Patrick Hunt patrick at strategux.com
Fri Oct 18 18:40:47 EDT 2002


I have some catching up to do. 443 unread messages in my SIGIA folder 
is a Bad Thing, especially with Apple's Mail.app for OS X (writing to 
disk... writing to disk...).

<snip>
> Did someone say user experience design is usability dressed up in fancy
> clothes? I don't think so.
>
> Usability asks if the interaction is right ("right" being defined by 
> some
> accepted standard).
>
> User experience design asks if it is the right interaction.
</snip>

While I have no context for this debate as of yet, I think this is an 
interesting and important distinction. It takes the old adage of "doing 
the right things; doing things the right way" and applies them to ux 
and usability. I would argue, though, that the latter is not as much 
right according to some standard as it is right according to users. 
Standards are simply a way of extrapolating observations of one 
instance and applying them to multiple instances. Still, observations 
of the subsequent instance are necessary to determine if the 
extrapolation was valid and appropriate. A significant danger is for 
standards to become conventions solely as a result of familiarity. Just 
because something is common does not mean that it is right; but 
conventions that are also good are... well... good.

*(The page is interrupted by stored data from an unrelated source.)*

use std::collections::HashMap;
use std::sync::{Arc, Mutex};
use tokio::sync::{Mutex as AsyncMutex, OwnedMutexGuard};

/// Idle entries are pruned once the table grows past this size.
const PRUNE_THRESHOLD: usize = 1024;

/// One async lock per key, created on first use.
///
/// Every mutation of a workflow holds its key's lock from the read of the
/// current state until the transition-log append, so overlapping updates to
/// the same workflow are applied one after the other.
#[derive(Debug, Default)]
pub struct WorkflowLocks {
    inner: Mutex<HashMap<String, Arc<AsyncMutex<()>>>>,
}

impl WorkflowLocks {
    pub fn new() -> Self {
        Self::default()
    }

    pub async fn acquire(&self, key: &str) -> OwnedMutexGuard<()> {
        let lock = {
            let mut table = self.inner.lock().unwrap_or_else(|e| e.into_inner());
            if table.len() > PRUNE_THRESHOLD {
                table.retain(|_, lock| Arc::strong_count(lock) > 1);
            }
            table
                .entry(key.to_string())
                .or_insert_with(|| Arc::new(AsyncMutex::new(())))
                .clone()
        };
        lock.lock_owned().await
    }

    pub fn len(&self) -> usize {
        self.inner.lock().unwrap_or_else(|e| e.into_inner()).len()
    }

    pub fn is_empty(&self) -> bool {
        self.len() == 0
    }
}
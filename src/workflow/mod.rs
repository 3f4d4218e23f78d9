//! Workflow tracking: stages, persistence and the state machine that drives
//! content from draft to publication.

pub mod engine;
pub mod errors;
pub mod locks;
pub mod stage;
pub mod store;
pub mod transition_log;
pub mod types;

pub use engine::{EngineCollaborators, WorkflowEngine};
pub use errors::{ConfigError, StoreError, WorkflowError, WorkflowResult};
pub use stage::{Stage, StageSet};
pub use store::{InMemoryWorkflowStore, JsonFileWorkflowStore, WorkflowQuery, WorkflowStore};
pub use transition_log::{InMemoryTransitionLog, JsonlTransitionLog, TransitionLog};
pub use types::{
    ChangeOptions, CreateWorkflowOptions, HistoryEntry, Priority, StageHistory, StageQueryOptions,
    TransitionKind, TransitionRecord, Workflow, WorkflowSort, SYSTEM_USER,
};
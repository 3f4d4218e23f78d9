use serde::{Deserialize, Serialize};
use std::fmt;
use std::sync::Arc;

use super::errors::{ConfigError, WorkflowError};

/// A stage name that has been validated against a [`StageSet`].
///
/// Only `StageSet::resolve` hands these out, so holding a `Stage` means the
/// name was a member of the configured list at the boundary where it entered.
#[derive(Debug, Clone, PartialEq, Eq, Hash, PartialOrd, Ord, Serialize, Deserialize)]
#[serde(transparent)]
pub struct Stage(String);

impl Stage {
    pub fn as_str(&self) -> &str {
        &self.0
    }
}

impl fmt::Display for Stage {
    fn fmt(&self, f: &mut fmt::Formatter<'_>) -> fmt::Result {
        f.write_str(&self.0)
    }
}

impl PartialEq<str> for Stage {
    fn eq(&self, other: &str) -> bool {
        self.0 == other
    }
}

impl PartialEq<&str> for Stage {
    fn eq(&self, other: &&str) -> bool {
        self.0 == *other
    }
}

/// Ordered list of stages a workflow moves through.
///
/// The first entry is where new workflows start, the last one is terminal.
#[derive(Debug, Clone, PartialEq, Eq)]
pub struct StageSet {
    stages: Arc<[Stage]>,
}

impl StageSet {
    pub fn new<I, S>(names: I) -> Result<Self, ConfigError>
    where
        I: IntoIterator<Item = S>,
        S: AsRef<str>,
    {
        let mut stages: Vec<Stage> = Vec::new();
        for name in names {
            let name = name.as_ref().trim();
            if name.is_empty() {
                return Err(ConfigError::EmptyStageName);
            }
            if stages.iter().any(|s| s.0 == name) {
                return Err(ConfigError::DuplicateStage(name.to_string()));
            }
            stages.push(Stage(name.to_string()));
        }
        if stages.is_empty() {
            return Err(ConfigError::NoStages);
        }
        Ok(Self {
            stages: stages.into(),
        })
    }

    pub fn resolve(&self, name: &str) -> Result<Stage, WorkflowError> {
        self.stages
            .iter()
            .find(|s| s.0 == name)
            .cloned()
            .ok_or_else(|| WorkflowError::InvalidStage(name.to_string()))
    }

    pub fn contains(&self, name: &str) -> bool {
        self.stages.iter().any(|s| s.0 == name)
    }

    pub fn position(&self, stage: &Stage) -> Option<usize> {
        self.stages.iter().position(|s| s == stage)
    }

    pub fn first(&self) -> &Stage {
        &self.stages[0]
    }

    pub fn second(&self) -> Option<&Stage> {
        self.stages.get(1)
    }

    pub fn terminal(&self) -> &Stage {
        &self.stages[self.stages.len() - 1]
    }

    pub fn is_terminal(&self, stage: &Stage) -> bool {
        stage == self.terminal()
    }

    /// Stage after `stage` in list order, `None` at the terminal stage.
    pub fn next(&self, stage: &Stage) -> Option<&Stage> {
        self.position(stage).and_then(|i| self.stages.get(i + 1))
    }

    pub fn iter(&self) -> impl Iterator<Item = &Stage> {
        self.stages.iter()
    }

    pub fn len(&self) -> usize {
        self.stages.len()
    }

    pub fn is_empty(&self) -> bool {
        self.stages.is_empty()
    }
}

impl Default for StageSet {
    fn default() -> Self {
        Self {
            stages: DEFAULT_STAGES
                .iter()
                .map(|s| Stage((*s).to_string()))
                .collect::<Vec<_>>()
                .into(),
        }
    }
}

pub const DEFAULT_STAGES: [&str; 5] = ["draft", "review", "approved", "scheduled", "published"];
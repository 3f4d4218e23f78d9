//! In-process publish/subscribe.
//!
//! Subscriptions live in a registration table keyed by [`Topic`]. Publishing
//! hands the event to every handler registered for its topic; each handler
//! runs on its own tokio task so a slow or failing subscriber never holds up
//! the publisher.

use anyhow::Result;
use async_trait::async_trait;
use std::collections::HashMap;
use std::sync::{Arc, RwLock};
use tokio::task::JoinHandle;
use tracing::{debug, warn};

#[cfg(any(test, feature = "testing"))]
use mockall::automock;

use super::types::{ContentEvent, Topic};

#[async_trait]
pub trait EventHandler: Send + Sync {
    async fn handle(&self, event: ContentEvent) -> Result<()>;
}

#[cfg_attr(any(test, feature = "testing"), automock)]
#[async_trait]
pub trait EventBus: Send + Sync {
    fn subscribe(&self, topic: Topic, handler: Arc<dyn EventHandler>);

    async fn publish(&self, event: ContentEvent) -> Result<()>;
}

type HandlerTable = HashMap<Topic, Vec<Arc<dyn EventHandler>>>;

#[derive(Default)]
pub struct InProcessEventBus {
    handlers: RwLock<HandlerTable>,
}

impl std::fmt::Debug for InProcessEventBus {
    fn fmt(&self, f: &mut std::fmt::Formatter<'_>) -> std::fmt::Result {
        let table = self.handlers.read().unwrap_or_else(|e| e.into_inner());
        let counts: HashMap<&str, usize> = table.iter().map(|(t, h)| (t.as_str(), h.len())).collect();
        f.debug_struct("InProcessEventBus")
            .field("handlers", &counts)
            .finish()
    }
}

impl InProcessEventBus {
    pub fn new() -> Self {
        Self::default()
    }

    fn handlers_for(&self, topic: Topic) -> Vec<Arc<dyn EventHandler>> {
        self.handlers
            .read()
            .unwrap_or_else(|e| e.into_inner())
            .get(&topic)
            .cloned()
            .unwrap_or_default()
    }

    pub fn handler_count(&self, topic: Topic) -> usize {
        self.handlers_for(topic).len()
    }

    /// Spawns every handler for the event's topic and returns their handles.
    pub fn dispatch(&self, event: ContentEvent) -> Vec<JoinHandle<()>> {
        let topic = event.topic();
        let handlers = self.handlers_for(topic);
        debug!(topic = %topic, handlers = handlers.len(), "Dispatching event");

        handlers
            .into_iter()
            .map(|handler| {
                let event = event.clone();
                tokio::spawn(async move {
                    let content_id = event.content_id().to_string();
                    if let Err(e) = handler.handle(event).await {
                        warn!(topic = %topic, content_id = %content_id, error = %e, "Event handler failed");
                    }
                })
            })
            .collect()
    }

    /// Like [`dispatch`](Self::dispatch) but waits for every handler to finish.
    pub async fn dispatch_and_wait(&self, event: ContentEvent) {
        for handle in self.dispatch(event) {
            if let Err(e) = handle.await {
                warn!(error = %e, "Event handler task panicked");
            }
        }
    }

    pub fn clear(&self) {
        self.handlers
            .write()
            .unwrap_or_else(|e| e.into_inner())
            .clear();
    }
}

#[async_trait]
impl EventBus for InProcessEventBus {
    fn subscribe(&self, topic: Topic, handler: Arc<dyn EventHandler>) {
        self.handlers
            .write()
            .unwrap_or_else(|e| e.into_inner())
            .entry(topic)
            .or_default()
            .push(handler);
        debug!(topic = %topic, "Handler subscribed");
    }

    async fn publish(&self, event: ContentEvent) -> Result<()> {
        self.dispatch(event);
        Ok(())
    }
}
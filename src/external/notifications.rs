//! Notification sink collaborator.
//!
//! Delivery is fire-and-forget from the workflow subsystem's point of view:
//! callers log a failed dispatch and move on.

use anyhow::Result;
use async_trait::async_trait;
use serde::{Deserialize, Serialize};
use std::sync::Mutex;
use tracing::info;

#[cfg(any(test, feature = "testing"))]
use mockall::automock;

#[derive(Debug, Clone, Copy, PartialEq, Eq, Hash, Serialize, Deserialize)]
#[serde(rename_all = "snake_case")]
pub enum NotificationKind {
    Assigned,
    StageChanged,
    DeadlineUpdated,
    ContentRejected,
    WorkflowReminder,
    WorkflowStalled,
}

impl NotificationKind {
    pub fn as_str(&self) -> &'static str {
        match self {
            NotificationKind::Assigned => "assigned",
            NotificationKind::StageChanged => "stage_changed",
            NotificationKind::DeadlineUpdated => "deadline_updated",
            NotificationKind::ContentRejected => "content_rejected",
            NotificationKind::WorkflowReminder => "workflow_reminder",
            NotificationKind::WorkflowStalled => "workflow_stalled",
        }
    }
}

impl std::fmt::Display for NotificationKind {
    fn fmt(&self, f: &mut std::fmt::Formatter<'_>) -> std::fmt::Result {
        f.write_str(self.as_str())
    }
}

#[derive(Debug, Clone, PartialEq, Serialize, Deserialize)]
pub struct Notification {
    pub user_id: String,
    pub kind: NotificationKind,
    pub payload: serde_json::Value,
}

#[cfg_attr(any(test, feature = "testing"), automock)]
#[async_trait]
pub trait NotificationSink: Send + Sync {
    async fn send_notification(
        &self,
        user_id: &str,
        kind: NotificationKind,
        payload: serde_json::Value,
    ) -> Result<()>;
}

/// Emits every notification as a structured log line.
#[derive(Debug, Default, Clone, Copy)]
pub struct TracingNotificationSink;

#[async_trait]
impl NotificationSink for TracingNotificationSink {
    async fn send_notification(
        &self,
        user_id: &str,
        kind: NotificationKind,
        payload: serde_json::Value,
    ) -> Result<()> {
        info!(user_id = %user_id, kind = %kind, payload = %payload, "Notification dispatched");
        Ok(())
    }
}

/// Keeps every notification in memory, in dispatch order.
#[derive(Debug, Default)]
pub struct RecordingNotificationSink {
    sent: Mutex<Vec<Notification>>,
}

impl RecordingNotificationSink {
    pub fn new() -> Self {
        Self::default()
    }

    pub fn sent(&self) -> Vec<Notification> {
        self.sent.lock().unwrap_or_else(|e| e.into_inner()).clone()
    }

    pub fn sent_of_kind(&self, kind: NotificationKind) -> Vec<Notification> {
        self.sent()
            .into_iter()
            .filter(|n| n.kind == kind)
            .collect()
    }

    pub fn clear(&self) {
        self.sent.lock().unwrap_or_else(|e| e.into_inner()).clear();
    }
}

#[async_trait]
impl NotificationSink for RecordingNotificationSink {
    async fn send_notification(
        &self,
        user_id: &str,
        kind: NotificationKind,
        payload: serde_json::Value,
    ) -> Result<()> {
        self.sent
            .lock()
            .unwrap_or_else(|e| e.into_inner())
            .push(Notification {
                user_id: user_id.to_string(),
                kind,
                payload,
            });
        Ok(())
    }
}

It is possible for a usability professional or usability assessment to 
assess not only the isolated usability issues, but also the contextual 
ones (aka, user experience). This is true too in the reverse direction: 
a holistic user experience evaluation would consider usability. In some 
sense, this is akin to the age-old strategy v implementation debate. 
I've always found it best to combine these two competencies in the team 
assigned to solve a problem.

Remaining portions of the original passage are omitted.